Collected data
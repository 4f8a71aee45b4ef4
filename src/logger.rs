//! # Durable Flight Logger
//!
//! Append-only persistence of accepted raw frames.
//!
//! This module handles:
//! - Opening the designated log file in append mode
//! - Writing one comma-separated record per accepted frame
//! - A header row on a fresh file
//! - Flushing every record (durability over throughput)
//!
//! Records persist the wire fields verbatim, `id` included, so the offline
//! analysis can re-sort by sequence id without trusting arrival order.
//! Telemetry arrives at roughly one frame per tens of milliseconds, so the
//! synchronous flush-per-record write on the ingest task is cheap.

use std::fs::{File, OpenOptions};
use std::io::{BufWriter, Write};
use std::path::{Path, PathBuf};

use tracing::{debug, info};

use crate::error::{CansatLinkError, Result};
use crate::frame::RawFrame;

/// Append-only CSV logger for accepted telemetry frames
///
/// Unarmed until a destination is designated; the file handle is held open
/// for the recording session. A failed write drops the handle and the next
/// append retries the open, so a transient disk fault pauses recording
/// instead of killing ingestion.
pub struct FlightLogger {
    destination: Option<PathBuf>,
    writer: Option<BufWriter<File>>,
    header: String,
    records_written: u64,
}

impl FlightLogger {
    /// Create an unarmed logger
    ///
    /// # Arguments
    ///
    /// * `header` - Comma-separated column names, written once to a fresh
    ///   file (from [`FrameSchema::header_line`](crate::frame::FrameSchema::header_line))
    pub fn new(header: String) -> Self {
        Self {
            destination: None,
            writer: None,
            header,
            records_written: 0,
        }
    }

    /// Designate the log destination and open it
    ///
    /// Creates the file if missing and writes the header row when the file
    /// is empty. Replaces any previously designated destination.
    ///
    /// # Errors
    ///
    /// Returns `Logger` error if the file cannot be opened or the header
    /// cannot be written.
    pub fn set_destination<P: AsRef<Path>>(&mut self, path: P) -> Result<()> {
        let path = path.as_ref().to_path_buf();
        self.writer = None;
        self.destination = Some(path.clone());
        self.open_writer()?;
        info!("flight log destination set to {}", path.display());
        Ok(())
    }

    /// Drop the destination; subsequent appends become no-ops
    pub fn clear_destination(&mut self) {
        self.destination = None;
        self.writer = None;
    }

    /// Whether a destination has been designated
    pub fn is_armed(&self) -> bool {
        self.destination.is_some()
    }

    /// Records written since the logger was created
    pub fn records_written(&self) -> u64 {
        self.records_written
    }

    /// Append one accepted frame as a log record
    ///
    /// Returns `Ok(false)` without touching disk when no destination is
    /// designated. Flushes before returning so the record survives a crash
    /// immediately after acceptance.
    ///
    /// # Errors
    ///
    /// Returns `Logger` error on a write failure; the handle is dropped
    /// and the next append retries the open.
    pub fn append(&mut self, frame: &RawFrame) -> Result<bool> {
        if self.destination.is_none() {
            return Ok(false);
        }

        if self.writer.is_none() {
            self.open_writer()?;
        }

        let writer = self.writer.as_mut().ok_or_else(|| {
            CansatLinkError::Logger("flight log writer unavailable".to_string())
        })?;

        let write_result = writeln!(writer, "{}", frame.to_record()).and_then(|_| writer.flush());
        if let Err(e) = write_result {
            self.writer = None;
            return Err(CansatLinkError::Logger(format!(
                "failed to append record: {}",
                e
            )));
        }

        self.records_written += 1;
        debug!("logged frame ({} records total)", self.records_written);
        Ok(true)
    }

    fn open_writer(&mut self) -> Result<()> {
        let path = self.destination.as_ref().ok_or_else(|| {
            CansatLinkError::Logger("no flight log destination designated".to_string())
        })?;

        let file = OpenOptions::new()
            .create(true)
            .append(true)
            .open(path)
            .map_err(|e| {
                CansatLinkError::Logger(format!("failed to open {}: {}", path.display(), e))
            })?;

        let is_fresh = file
            .metadata()
            .map(|m| m.len() == 0)
            .unwrap_or(false);

        let mut writer = BufWriter::new(file);
        if is_fresh {
            writeln!(writer, "{}", self.header)
                .and_then(|_| writer.flush())
                .map_err(|e| {
                    CansatLinkError::Logger(format!(
                        "failed to write header to {}: {}",
                        path.display(),
                        e
                    ))
                })?;
        }

        self.writer = Some(writer);
        Ok(())
    }
}

#[cfg(test)]
mod tests {
    use super::*;
    use crate::frame::{parse_line, FrameSchema};
    use tempfile::tempdir;

    const LINE_A: &str = "12.5,58,14:06:14,23.0,69.2960,16.0289,101036,10000,45.0,477,42.0,-70";
    const LINE_B: &str = "13.0,59,14:06:15,24.1,69.2961,16.0290,101020,9980,45.1,476,42.0,-71";

    fn frame(line: &str) -> RawFrame {
        parse_line(line, &FrameSchema::new().unwrap()).unwrap()
    }

    fn logger() -> FlightLogger {
        FlightLogger::new(FrameSchema::new().unwrap().header_line())
    }

    #[test]
    fn test_append_without_destination_is_a_noop() {
        let mut logger = logger();
        let written = logger.append(&frame(LINE_A)).unwrap();
        assert!(!written);
        assert_eq!(logger.records_written(), 0);
    }

    #[test]
    fn test_records_append_in_order_with_header() {
        let dir = tempdir().unwrap();
        let path = dir.path().join("flight.csv");

        let mut logger = logger();
        logger.set_destination(&path).unwrap();
        assert!(logger.append(&frame(LINE_A)).unwrap());
        assert!(logger.append(&frame(LINE_B)).unwrap());

        let contents = std::fs::read_to_string(&path).unwrap();
        let lines: Vec<&str> = contents.lines().collect();
        assert_eq!(lines.len(), 3);
        assert_eq!(
            lines[0],
            "elapsed_time,id,time,alt,lat,lng,pressure,ohm,hum,co2,temp,rssi"
        );
        assert_eq!(lines[1], LINE_A);
        assert_eq!(lines[2], LINE_B);
    }

    #[test]
    fn test_each_record_is_flushed_immediately() {
        let dir = tempdir().unwrap();
        let path = dir.path().join("flight.csv");

        let mut logger = logger();
        logger.set_destination(&path).unwrap();
        logger.append(&frame(LINE_A)).unwrap();

        // Read back while the writer is still alive: the record must
        // already be on disk
        let contents = std::fs::read_to_string(&path).unwrap();
        assert!(contents.contains(LINE_A));
    }

    #[test]
    fn test_existing_file_gets_no_second_header() {
        let dir = tempdir().unwrap();
        let path = dir.path().join("flight.csv");

        let mut first = logger();
        first.set_destination(&path).unwrap();
        first.append(&frame(LINE_A)).unwrap();
        drop(first);

        // A new session appending to the same file must not repeat the header
        let mut second = logger();
        second.set_destination(&path).unwrap();
        second.append(&frame(LINE_B)).unwrap();

        let contents = std::fs::read_to_string(&path).unwrap();
        let headers = contents
            .lines()
            .filter(|l| l.starts_with("elapsed_time"))
            .count();
        assert_eq!(headers, 1);
        assert_eq!(contents.lines().count(), 3);
    }

    #[test]
    fn test_unwritable_destination_is_a_logger_error() {
        let mut logger = logger();
        let result = logger.set_destination("/nonexistent-dir/flight.csv");
        assert!(matches!(result, Err(CansatLinkError::Logger(_))));
    }

    #[test]
    fn test_clear_destination_disarms() {
        let dir = tempdir().unwrap();
        let path = dir.path().join("flight.csv");

        let mut logger = logger();
        logger.set_destination(&path).unwrap();
        logger.clear_destination();
        assert!(!logger.is_armed());
        assert!(!logger.append(&frame(LINE_A)).unwrap());
    }
}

> [Work item]:
All lines with the string "FlightLogger" must be copied from the data.

> [Task answer]:
pub struct FlightLogger {
impl FlightLogger {
    fn logger() -> FlightLogger {
        FlightLogger::new(FrameSchema::new().unwrap().header_line())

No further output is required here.